BILLINGS, Mont. (AP) — A proposed steep hike in electricity rates for 26,000 homes and businesses in eastern Montana is up for consideration by state regulators who have aired prior concerns.
Montana-Dakota Utilities is seeking a 21 percent increase to cover costs that include its share of $400 million in pollution controls at coal plants in Montana and South Dakota.
A public hearing on the company’s request before the Public Service Commission begins Tuesday at the Dawson County Courthouse in Glendive. It’s expected to last several days.
Commissioners in December rejected an interim increase sought by MDU, saying they needed to study the matter further. A final order is due by March 25.
The increase would cost customers $14.80 per month on average and raise about $11.8 million annually for MDU.

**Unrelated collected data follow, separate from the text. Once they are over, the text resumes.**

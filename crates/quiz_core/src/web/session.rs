//! Visitor sessions.
//!
//! # Invariants
//! - Session keys are random v4 UUIDs.
//! - An unknown key starts a fresh, empty session under a new key.

use crate::repo::error::RepoResult;
use crate::repo::session_repo::SessionRepository;
use crate::repo::Store;
use crate::wizard::WizardState;
use serde::{Deserialize, Serialize};
use std::collections::BTreeMap;
use uuid::Uuid;

/// Payload stored for one visitor.
#[derive(Debug, Clone, Default, PartialEq, Eq, Serialize, Deserialize)]
pub struct SessionData {
    /// Email captured from an anonymous visitor.
    #[serde(default)]
    pub email: Option<String>,
    /// Wizard progress keyed by quiz slug.
    #[serde(default)]
    pub wizards: BTreeMap<String, WizardState>,
}

/// Loaded session with its key.
#[derive(Debug, Clone, PartialEq, Eq)]
pub struct Session {
    pub key: String,
    pub data: SessionData,
}

impl Session {
    /// Loads the session for `key`, or starts a new one.
    pub fn load_or_create(store: &Store<'_>, key: Option<&str>) -> RepoResult<Self> {
        if let Some(key) = key {
            if let Some(data) = store.sessions().load_session::<SessionData>(key)? {
                return Ok(Self {
                    key: key.to_string(),
                    data,
                });
            }
        }
        Ok(Self {
            key: Uuid::new_v4().to_string(),
            data: SessionData::default(),
        })
    }

    pub fn save(&self, store: &Store<'_>) -> RepoResult<()> {
        store.sessions().save_session(&self.key, &self.data)
    }

    /// Drops the stored payload and continues under a fresh key.
    pub fn flush(&mut self, store: &Store<'_>) -> RepoResult<()> {
        store.sessions().delete_session(&self.key)?;
        self.key = Uuid::new_v4().to_string();
        self.data = SessionData::default();
        Ok(())
    }
}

Three experts from the Montana Consumer Counsel, which advocates for utility customers, are scheduled to testify against the proposal at the public hearing. The Consumer Counsel has said previously that MDU’s proposal was excessive and based on flawed projections of how fast its assets would lose value in coming years.
The costs cited by MDU include new pollution controls at power plants in Sidney, Montana, and Big Stone City, South Dakota; a newly constructed $77 million gas plant near Mandan, North Dakota; a $220 million wind farm in North Dakota and two small natural gas plants in Sidney.
PSC Commissioner Kirk Bushman said the five-member panel will look closely at those projects as it considers the rate hike. Bushman said some increase is likely, but it won’t necessarily be as large as what MDU has been seeking.
“We can’t just say, ‘You can’t raise rates,'” Bushman said. “If they can show under reasonable circumstances they had to build out and invest so much in their infrastructure, by law they’re allowed to recover” those costs from customers.
When the rate increase was first announced last year, it included a fee for some customers who use their own wind or solar power. That provision was dropped under an agreement between MDU and a group known as The Alliance for Solar Choice, which intervened in the case.